The past two years have been turbulent ones in the Republic of Turkey, with assassinations, destabilising mass demonstrations, controversial parliamentary and presidential elections and the revelation of a series of conspiracies. Two recent court cases - one challenging the legitimacy of the governing Justice and Development Party (AKP), the other prosecuting an underground network of violent secular ultranationalists - may look like extensions of this era of turbulence. But it is more likely that they signal its end.

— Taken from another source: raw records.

//! Single source of truth for conversations and the active-conversation pointer.
//!
//! State is an immutable [`StoreSnapshot`] published through an [`ArcSwap`].
//! Every mutation builds a new snapshot from the current one and swaps it in
//! with read-copy-update, so readers never observe a half-applied change and
//! overlapping writers (e.g. a background reply and a user action) are applied
//! one after another.

use arc_swap::ArcSwap;
use chrono::Utc;
use std::sync::Arc;

use crate::error::StoreError;
use crate::state::{ChatMessage, Conversation, ConversationId, MessageId};

pub type StoreResult<T> = Result<T, StoreError>;

/// An immutable view of every conversation plus the active pointer
#[derive(Debug, Clone)]
pub struct StoreSnapshot {
    /// Most recently created first
    pub conversations: Vec<Arc<Conversation>>,
    pub active: ConversationId,
}

impl StoreSnapshot {
    pub fn get(&self, id: ConversationId) -> Option<&Conversation> {
        self.conversations.iter().find(|c| c.id == id).map(|c| c.as_ref())
    }

    /// The active conversation. The store never publishes a snapshot whose
    /// active id is missing or whose list is empty.
    pub fn active(&self) -> &Conversation {
        self.get(self.active)
            .unwrap_or_else(|| self.conversations[0].as_ref())
    }

    pub fn position(&self, id: ConversationId) -> Option<usize> {
        self.conversations.iter().position(|c| c.id == id)
    }

    fn edit(
        &self,
        id: ConversationId,
        f: impl FnOnce(&mut Conversation),
    ) -> StoreResult<StoreSnapshot> {
        let idx = self
            .position(id)
            .ok_or(StoreError::UnknownConversation(id))?;
        let mut next = self.clone();
        f(Arc::make_mut(&mut next.conversations[idx]));
        Ok(next)
    }
}

pub struct ConversationStore {
    state: ArcSwap<StoreSnapshot>,
}

impl ConversationStore {
    /// A store holding the single welcome conversation
    pub fn new() -> Self {
        Self::with_conversation(Conversation::welcome())
    }

    pub fn with_conversation(conversation: Conversation) -> Self {
        let snapshot = StoreSnapshot {
            active: conversation.id,
            conversations: vec![Arc::new(conversation)],
        };
        Self {
            state: ArcSwap::from_pointee(snapshot),
        }
    }

    pub fn snapshot(&self) -> Arc<StoreSnapshot> {
        self.state.load_full()
    }

    pub fn active_id(&self) -> ConversationId {
        self.state.load().active
    }

    pub fn conversation(&self, id: ConversationId) -> Option<Arc<Conversation>> {
        self.state
            .load()
            .conversations
            .iter()
            .find(|c| c.id == id)
            .cloned()
    }

    /// Insert a seeded conversation at the front and make it active
    pub fn create_conversation(&self) -> ConversationId {
        let conversation = Arc::new(Conversation::fresh());
        let id = conversation.id;
        self.state.rcu(|current| {
            let mut conversations = Vec::with_capacity(current.conversations.len() + 1);
            conversations.push(Arc::clone(&conversation));
            conversations.extend(current.conversations.iter().cloned());
            StoreSnapshot {
                conversations,
                active: id,
            }
        });
        tracing::debug!(conversation = %id, "conversation created");
        id
    }

    pub fn select_conversation(&self, id: ConversationId) -> StoreResult<()> {
        self.update(|current| {
            if current.position(id).is_none() {
                return Err(StoreError::UnknownConversation(id));
            }
            let mut next = current.clone();
            next.active = id;
            Ok((next, ()))
        })
    }

    /// Set the title; blank titles are ignored
    pub fn rename_conversation(&self, id: ConversationId, title: &str) -> StoreResult<()> {
        let title = title.trim();
        if title.is_empty() {
            return Ok(());
        }
        self.update(|current| {
            let next = current.edit(id, |c| c.title = title.to_string())?;
            Ok((next, ()))
        })
    }

    /// Remove a conversation. When the active one goes, the new first entry
    /// becomes active; when none remain, a fresh conversation is created.
    pub fn delete_conversation(&self, id: ConversationId) -> StoreResult<()> {
        let replacement = Arc::new(Conversation::fresh());
        self.update(|current| {
            let idx = current
                .position(id)
                .ok_or(StoreError::UnknownConversation(id))?;
            let mut conversations = current.conversations.clone();
            conversations.remove(idx);
            if conversations.is_empty() {
                conversations.push(Arc::clone(&replacement));
            }
            let active = if current.active == id {
                conversations[0].id
            } else {
                current.active
            };
            Ok((StoreSnapshot { conversations, active }, ()))
        })?;
        tracing::debug!(conversation = %id, "conversation deleted");
        Ok(())
    }

    /// Append to a conversation's transcript, active or not
    pub fn append_message(&self, id: ConversationId, message: ChatMessage) -> StoreResult<()> {
        self.update(|current| {
            let next = current.edit(id, |c| {
                c.messages.push(message.clone());
                c.updated_at = Utc::now();
            })?;
            Ok((next, ()))
        })
    }

    /// Concatenate onto the last message's content. The caller guarantees the
    /// last message is the reply being filled in.
    pub fn update_last_message_content(
        &self,
        id: ConversationId,
        appended: &str,
    ) -> StoreResult<()> {
        self.update(|current| {
            let next = current.edit(id, |c| {
                if let Some(last) = c.messages.last_mut() {
                    last.content.push_str(appended);
                }
            })?;
            Ok((next, ()))
        })
    }

    /// Mark a conversation as streaming. Returns false, changing nothing, if
    /// it already was.
    pub fn try_begin_streaming(&self, id: ConversationId) -> StoreResult<bool> {
        self.update(|current| {
            let conversation = current.get(id).ok_or(StoreError::UnknownConversation(id))?;
            if conversation.streaming {
                return Ok((current.clone(), false));
            }
            let next = current.edit(id, |c| c.streaming = true)?;
            Ok((next, true))
        })
    }

    pub fn finish_streaming(&self, id: ConversationId) -> StoreResult<()> {
        self.update(|current| {
            let next = current.edit(id, |c| c.streaming = false)?;
            Ok((next, ()))
        })
    }

    pub fn set_session_id(&self, id: ConversationId, session_id: &str) -> StoreResult<()> {
        self.update(|current| {
            let next = current.edit(id, |c| c.session_id = Some(session_id.to_string()))?;
            Ok((next, ()))
        })
    }

    /// Content of one message, for the clipboard
    pub fn message_content(&self, id: ConversationId, message: MessageId) -> Option<String> {
        self.conversation(id)
            .and_then(|c| c.message(message).map(|m| m.content.clone()))
    }

    /// Content of the newest message, for "copy last"
    pub fn last_message_content(&self, id: ConversationId) -> Option<String> {
        self.conversation(id)
            .and_then(|c| c.last_message().map(|m| m.content.clone()))
    }

    /// Apply a fallible read-copy-update. `f` may run more than once when
    /// writers race, so it must not have side effects beyond its return value.
    fn update<T>(
        &self,
        mut f: impl FnMut(&StoreSnapshot) -> StoreResult<(StoreSnapshot, T)>,
    ) -> StoreResult<T> {
        let mut outcome = None;
        self.state.rcu(|current| match f(current.as_ref()) {
            Ok((next, value)) => {
                outcome = Some(Ok(value));
                Arc::new(next)
            }
            Err(err) => {
                outcome = Some(Err(err));
                Arc::clone(current)
            }
        });
        outcome.unwrap_or_else(|| unreachable!("rcu runs the update at least once"))
    }
}

impl Default for ConversationStore {
    fn default() -> Self {
        Self::new()
    }
}

#[cfg(test)]
mod tests {
    use super::*;
    use crate::state::{ChatRole, NEW_CHAT_GREETING, NEW_CHAT_TITLE, WELCOME_TITLE};

    #[test]
    fn starts_with_one_active_welcome_conversation() {
        let store = ConversationStore::new();
        let snapshot = store.snapshot();
        assert_eq!(snapshot.conversations.len(), 1);
        assert_eq!(snapshot.active().title, WELCOME_TITLE);
        assert_eq!(snapshot.active().messages.len(), 1);
    }

    #[test]
    fn create_inserts_first_seeds_and_activates() {
        let store = ConversationStore::new();
        let first = store.active_id();
        let id = store.create_conversation();

        let snapshot = store.snapshot();
        assert_eq!(snapshot.active, id);
        assert_eq!(snapshot.conversations[0].id, id);
        assert_eq!(snapshot.conversations[1].id, first);

        let created = snapshot.active();
        assert_eq!(created.title, NEW_CHAT_TITLE);
        assert_eq!(created.messages.len(), 1);
        assert_eq!(created.messages[0].role, ChatRole::Assistant);
        assert_eq!(created.messages[0].content, NEW_CHAT_GREETING);
    }

    #[test]
    fn select_switches_active_and_rejects_unknown_ids() {
        let store = ConversationStore::new();
        let first = store.active_id();
        store.create_conversation();

        store.select_conversation(first).unwrap();
        assert_eq!(store.active_id(), first);

        let missing = ConversationId::new();
        assert!(matches!(
            store.select_conversation(missing),
            Err(StoreError::UnknownConversation(id)) if id == missing
        ));
        assert_eq!(store.active_id(), first);
    }

    #[test]
    fn rename_trims_and_ignores_blank_titles() {
        let store = ConversationStore::new();
        let id = store.active_id();

        store.rename_conversation(id, "  Scholarships  ").unwrap();
        assert_eq!(store.conversation(id).unwrap().title, "Scholarships");

        store.rename_conversation(id, "   ").unwrap();
        assert_eq!(store.conversation(id).unwrap().title, "Scholarships");
    }

    #[test]
    fn deleting_active_conversation_picks_new_first() {
        let store = ConversationStore::new();
        let oldest = store.active_id();
        let middle = store.create_conversation();
        let newest = store.create_conversation();

        store.delete_conversation(newest).unwrap();
        let snapshot = store.snapshot();
        assert_eq!(snapshot.conversations.len(), 2);
        assert_eq!(snapshot.active, middle);
        assert!(snapshot.get(snapshot.active).is_some());

        store.delete_conversation(oldest).unwrap();
        assert_eq!(store.active_id(), middle);
    }

    #[test]
    fn deleting_last_conversation_creates_a_fresh_one() {
        let store = ConversationStore::new();
        let only = store.active_id();

        store.delete_conversation(only).unwrap();

        let snapshot = store.snapshot();
        assert_eq!(snapshot.conversations.len(), 1);
        assert_ne!(snapshot.active, only);
        assert_eq!(snapshot.active().title, NEW_CHAT_TITLE);
        assert_eq!(snapshot.active().messages.len(), 1);
    }

    #[test]
    fn deleting_inactive_conversation_keeps_active() {
        let store = ConversationStore::new();
        let first = store.active_id();
        let second = store.create_conversation();

        store.delete_conversation(first).unwrap();
        assert_eq!(store.active_id(), second);
        assert!(store.delete_conversation(first).is_err());
    }

    #[test]
    fn append_targets_conversation_by_id_not_active() {
        let store = ConversationStore::new();
        let background = store.active_id();
        let foreground = store.create_conversation();

        store
            .append_message(background, ChatMessage::user("hello"))
            .unwrap();

        assert_eq!(store.conversation(background).unwrap().messages.len(), 2);
        assert_eq!(store.conversation(foreground).unwrap().messages.len(), 1);
        assert_eq!(store.active_id(), foreground);
    }

    #[test]
    fn update_last_message_concatenates() {
        let store = ConversationStore::new();
        let id = store.active_id();
        store.append_message(id, ChatMessage::assistant("")).unwrap();

        store.update_last_message_content(id, "He").unwrap();
        store.update_last_message_content(id, "llo").unwrap();

        assert_eq!(store.last_message_content(id).as_deref(), Some("Hello"));
    }

    #[test]
    fn streaming_flag_is_exclusive() {
        let store = ConversationStore::new();
        let id = store.active_id();

        assert!(store.try_begin_streaming(id).unwrap());
        assert!(!store.try_begin_streaming(id).unwrap());
        store.finish_streaming(id).unwrap();
        assert!(store.try_begin_streaming(id).unwrap());
    }

    #[test]
    fn snapshots_are_unaffected_by_later_writes() {
        let store = ConversationStore::new();
        let id = store.active_id();
        let before = store.snapshot();

        store.append_message(id, ChatMessage::user("later")).unwrap();

        assert_eq!(before.active().messages.len(), 1);
        assert_eq!(store.snapshot().active().messages.len(), 2);
    }

    #[test]
    fn message_content_accessors() {
        let store = ConversationStore::new();
        let id = store.active_id();
        let message = ChatMessage::user("copy me");
        let message_id = message.id;
        store.append_message(id, message).unwrap();

        assert_eq!(store.message_content(id, message_id).as_deref(), Some("copy me"));
        assert_eq!(store.message_content(id, MessageId::new()), None);
        assert_eq!(store.last_message_content(ConversationId::new()), None);
    }

    #[test]
    fn concurrent_appends_are_all_applied() {
        let store = Arc::new(ConversationStore::new());
        let id = store.active_id();

        let handles: Vec<_> = (0..8)
            .map(|n| {
                let store = Arc::clone(&store);
                std::thread::spawn(move || {
                    for i in 0..25 {
                        store
                            .append_message(id, ChatMessage::user(format!("{n}-{i}")))
                            .unwrap();
                    }
                })
            })
            .collect();
        for handle in handles {
            handle.join().unwrap();
        }

        assert_eq!(store.conversation(id).unwrap().messages.len(), 1 + 8 * 25);
    }
}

At the centre of this drama lies the AKP, the "moderate Islamic" party that controls the parliament, the government and the presidency. Its ascendancy can be seen as the unintended consequence of official manoeuvring: after 1980, a military government took steps to fund and support some Islamic organisations in an attempt to pre-empt the reemergence of a leftist movement that had threatened the state in the 1970s. But by the 1990s, this policy had clearly backfired. A social justice-orientated Islamic mobilisation from below, organised by the Welfare Party (RP), started to threaten the western orientation of the Turkish state and the peaceful functioning of the free market. Another military intervention in 1997 closed down Islamic parties and associations. But in 2001, pro-western conservatives broke off from the Islamist movement to establish the AKP.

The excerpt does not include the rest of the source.